C'était l'heure qui apporte aux hommes éprouvés le premier sommeil,
un don des dieux les pénétrant de sa bienfaisante douceur.
Voilà que, en songe, sous mes yeux, je crois voir Hector,
infiniment triste, versant d'abondantes larmes; comme naguère
traîné par un attelage, il était noir de sang et de poussière,
avait les pieds gonflés par la courroie qui les déchirait.
Hélas dans quel état il était! Il était bien différent
du brillant Hector revenant chargé des dépouilles d'Achille,
ou qui avait lancé les traits phrygiens sur les navires des Danaens!
La barbe hirsute, et les cheveux collés par le sang,
il portait la marque des blessures nombreuses reçues
près des murs de sa patrie. En pleurs moi aussi, je crus bon
d'adresser le premier au héros ces paroles pleines de tristesse:
'Ô lumière de la Dardanie, très ferme espoir des Troyens,
quels obstacles t'ont retenu? De quels rivages arrives-tu,
Hector si longtemps attendu? Après la mort de tant des tiens,
après les épreuves diverses de nos hommes et de la cité,
dans quel état te découvrent nos yeux épuisés? Quel outrage indigne
a souillé ton visage serein?
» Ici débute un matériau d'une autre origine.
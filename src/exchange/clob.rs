//! Polymarket CLOB order-entry client
//!
//! REST client for placing, cancelling, and inspecting orders. Request
//! signing happens in the custody layer upstream; this client only carries
//! an already-provisioned API key.

use super::{
    ExchangeClient, ExchangeError, PlaceOrderArgs, RemoteOrderState, RemoteOrderStatus,
};
use crate::signal::Side;
use async_trait::async_trait;
use reqwest::Client;
use rust_decimal::Decimal;
use serde::{Deserialize, Serialize};
use std::str::FromStr;
use std::time::Duration;

/// CLOB REST base URL
pub const CLOB_API_URL: &str = "https://clob.polymarket.com";

/// Configuration for the CLOB client
#[derive(Debug, Clone)]
pub struct ClobConfig {
    /// Base URL for the CLOB API
    pub base_url: String,
    /// Request timeout
    pub timeout: Duration,
    /// Optional API key header
    pub api_key: Option<String>,
}

impl Default for ClobConfig {
    fn default() -> Self {
        Self {
            base_url: CLOB_API_URL.to_string(),
            timeout: Duration::from_secs(10),
            api_key: None,
        }
    }
}

/// Client for the CLOB order-entry API
pub struct ClobClient {
    config: ClobConfig,
    client: Client,
}

impl ClobClient {
    /// Create a new client with default configuration
    pub fn new() -> Self {
        Self::with_config(ClobConfig::default())
    }

    /// Create a new client with custom configuration
    pub fn with_config(config: ClobConfig) -> Self {
        let client = Client::builder()
            .timeout(config.timeout)
            .build()
            .expect("Failed to create HTTP client");

        Self { config, client }
    }

    fn request(&self, builder: reqwest::RequestBuilder) -> reqwest::RequestBuilder {
        match &self.config.api_key {
            Some(key) => builder.header("POLY-API-KEY", key),
            None => builder,
        }
    }
}

impl Default for ClobClient {
    fn default() -> Self {
        Self::new()
    }
}

#[async_trait]
impl ExchangeClient for ClobClient {
    async fn place(&self, args: &PlaceOrderArgs) -> Result<String, ExchangeError> {
        let url = format!("{}/order", self.config.base_url);
        let body = ClobOrderRequest::from_args(args);

        tracing::debug!(
            token_id = %args.token_id,
            price = %args.price,
            size = %args.size,
            client_request_id = %args.client_request_id,
            "Submitting order to CLOB"
        );

        let response = self
            .request(self.client.post(&url))
            .json(&body)
            .send()
            .await
            .map_err(transient)?;

        let status = response.status();
        if status.is_client_error() {
            let body = response.text().await.unwrap_or_default();
            return Err(ExchangeError::Rejected(format!("{} - {}", status, body)));
        }
        if !status.is_success() {
            let body = response.text().await.unwrap_or_default();
            return Err(ExchangeError::Transient(format!("{} - {}", status, body)));
        }

        let placed: ClobOrderResponse = response.json().await.map_err(transient)?;
        if !placed.success {
            return Err(ExchangeError::Rejected(
                placed.error_msg.unwrap_or_else(|| "unspecified".to_string()),
            ));
        }
        placed
            .order_id
            .ok_or_else(|| ExchangeError::Rejected("no order id in response".to_string()))
    }

    async fn cancel(&self, exchange_order_id: &str) -> Result<(), ExchangeError> {
        let url = format!("{}/order", self.config.base_url);

        let response = self
            .request(self.client.delete(&url))
            .json(&serde_json::json!({ "orderID": exchange_order_id }))
            .send()
            .await
            .map_err(transient)?;

        let status = response.status();
        if status.is_client_error() {
            let body = response.text().await.unwrap_or_default();
            return Err(ExchangeError::Rejected(format!("{} - {}", status, body)));
        }
        if !status.is_success() {
            let body = response.text().await.unwrap_or_default();
            return Err(ExchangeError::Transient(format!("{} - {}", status, body)));
        }
        Ok(())
    }

    async fn get_order(&self, exchange_order_id: &str) -> Result<RemoteOrderState, ExchangeError> {
        let url = format!("{}/data/order/{}", self.config.base_url, exchange_order_id);

        let response = self
            .request(self.client.get(&url))
            .send()
            .await
            .map_err(transient)?;

        let status = response.status();
        if !status.is_success() {
            let body = response.text().await.unwrap_or_default();
            return Err(ExchangeError::Transient(format!("{} - {}", status, body)));
        }

        let raw: ClobOpenOrder = response.json().await.map_err(transient)?;
        raw.into_remote_state()
    }
}

fn transient(e: impl std::fmt::Display) -> ExchangeError {
    ExchangeError::Transient(e.to_string())
}

/// Order submission body
#[derive(Debug, Serialize)]
#[serde(rename_all = "camelCase")]
struct ClobOrderRequest {
    token_id: String,
    side: &'static str,
    price: Decimal,
    size: Decimal,
    time_in_force: super::TimeInForce,
    #[serde(skip_serializing_if = "Option::is_none")]
    expiration: Option<i64>,
    client_id: String,
}

impl ClobOrderRequest {
    fn from_args(args: &PlaceOrderArgs) -> Self {
        Self {
            token_id: args.token_id.clone(),
            side: match args.side {
                Side::Buy => "BUY",
                Side::Sell => "SELL",
            },
            price: args.price,
            size: args.size,
            time_in_force: args.time_in_force,
            expiration: args.expiration.map(|t| t.timestamp()),
            client_id: args.client_request_id.clone(),
        }
    }
}

/// Order submission response
#[derive(Debug, Deserialize)]
#[serde(rename_all = "camelCase")]
struct ClobOrderResponse {
    #[serde(default)]
    success: bool,
    error_msg: Option<String>,
    #[serde(rename = "orderID")]
    order_id: Option<String>,
}

/// Raw order state from the data API; decimals arrive as strings
#[derive(Debug, Deserialize)]
#[serde(rename_all = "camelCase")]
struct ClobOpenOrder {
    status: String,
    size_matched: String,
    original_size: String,
    price: String,
}

impl ClobOpenOrder {
    fn into_remote_state(self) -> Result<RemoteOrderState, ExchangeError> {
        let status = match self.status.to_uppercase().as_str() {
            "LIVE" => RemoteOrderStatus::Live,
            "DELAYED" => RemoteOrderStatus::Delayed,
            "MATCHED" => RemoteOrderStatus::Matched,
            "CANCELED" | "CANCELLED" => RemoteOrderStatus::Cancelled,
            "EXPIRED" => RemoteOrderStatus::Expired,
            other => {
                return Err(ExchangeError::Transient(format!(
                    "unknown order status: {}",
                    other
                )))
            }
        };

        Ok(RemoteOrderState {
            status,
            size_matched: parse_decimal(&self.size_matched)?,
            original_size: parse_decimal(&self.original_size)?,
            price: parse_decimal(&self.price)?,
        })
    }
}

fn parse_decimal(s: &str) -> Result<Decimal, ExchangeError> {
    Decimal::from_str(s)
        .map_err(|e| ExchangeError::Transient(format!("bad decimal {:?}: {}", s, e)))
}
Pourquoi toutes ces blessures?'
Et lui, sans perdre un instant pour répondre à mes vaines questions,
exhalant de sa poitrine un profond gémissement, dit:
"Hélas, fils de déesse, fuis; arrache-toi à ces flammes.
L'ennemi tient nos murs; de toute sa hauteur Troie s'écroule.
On en a assez fait pour la patrie, pour Priam: si un bras pouvait
défendre Pergame, le mien aussi l'aurait défendue.
Troie te confie ses objets sacrés et ses Pénates; prends-les
pour compagnons de ton destin; cherche-leur des remparts majestueux,
que tu établiras enfin, après tes errances à travers les mers". Ainsi parla-t-il,
et dans ses mains il tenait Vesta la puissante et ses bandelettes,
et sa flamme éternelle, retirées des profondeurs du sanctuaire.